▶ **Requirement**
Reproduce the full listing that appears beneath this instruction exactly.

▶ **Records for this exercise**
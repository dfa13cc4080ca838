//! Tracing/logging initialization.

use tracing_subscriber::EnvFilter;

/// Selects human-readable output instead of JSON when set to `pretty`.
pub const LOG_FORMAT_ENV: &str = "RETAILPOS_LOG_FORMAT";

#[derive(Debug, Clone, Copy, PartialEq, Eq)]
pub enum LogFormat {
    Json,
    Pretty,
}

impl LogFormat {
    pub fn from_env() -> Self {
        Self::parse(std::env::var(LOG_FORMAT_ENV).ok().as_deref())
    }

    fn parse(value: Option<&str>) -> Self {
        match value.map(str::trim) {
            Some(v) if v.eq_ignore_ascii_case("pretty") => LogFormat::Pretty,
            _ => LogFormat::Json,
        }
    }
}

/// Initialize tracing/logging for the process.
///
/// Filtering comes from `RUST_LOG` (default `info`). Safe to call multiple
/// times (subsequent calls are no-ops).
pub fn init() {
    init_with(LogFormat::from_env());
}

pub fn init_with(format: LogFormat) {
    let filter = EnvFilter::try_from_default_env().unwrap_or_else(|_| EnvFilter::new("info"));

    let _ = match format {
        LogFormat::Json => tracing_subscriber::fmt()
            .with_env_filter(filter)
            .json()
            .with_timer(tracing_subscriber::fmt::time::SystemTime)
            .with_target(true)
            .try_init(),
        LogFormat::Pretty => tracing_subscriber::fmt()
            .with_env_filter(filter)
            .pretty()
            .with_target(true)
            .try_init(),
    };
}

▶ **Task result**
repository dfa13cc4080ca838
//! Tracing/logging initialization.

use tracing_subscriber::EnvFilter;

/// Selects human-readable output instead of JSON when set to `pretty`.
pub const LOG_FORMAT_ENV: &str = "RETAILPOS_LOG_FORMAT";

#[derive(Debug, Clone, Copy, PartialEq, Eq)]
pub enum LogFormat {
    Json,
    Pretty,
}

impl LogFormat {
    pub fn from_env() -> Self {
        Self::parse(std::env::var(LOG_FORMAT_ENV).ok().as_deref())
    }

    fn parse(value: Option<&str>) -> Self {
        match value.map(str::trim) {
            Some(v) if v.eq_ignore_ascii_case("pretty") => LogFormat::Pretty,
            _ => LogFormat::Json,
        }
    }
}

/// Initialize tracing/logging for the process.
///
/// Filtering comes from `RUST_LOG` (default `info`). Safe to call multiple
/// times (subsequent calls are no-ops).
pub fn init() {
    init_with(LogFormat::from_env());
}

pub fn init_with(format: LogFormat) {
    let filter = EnvFilter::try_from_default_env().unwrap_or_else(|_| EnvFilter::new("info"));

    let _ = match format {
        LogFormat::Json => tracing_subscriber::fmt()
            .with_env_filter(filter)
            .json()
            .with_timer(tracing_subscriber::fmt::time::SystemTime)
            .with_target(true)
            .try_init(),
        LogFormat::Pretty => tracing_subscriber::fmt()
            .with_env_filter(filter)
            .pretty()
            .with_target(true)
            .try_init(),
    };
}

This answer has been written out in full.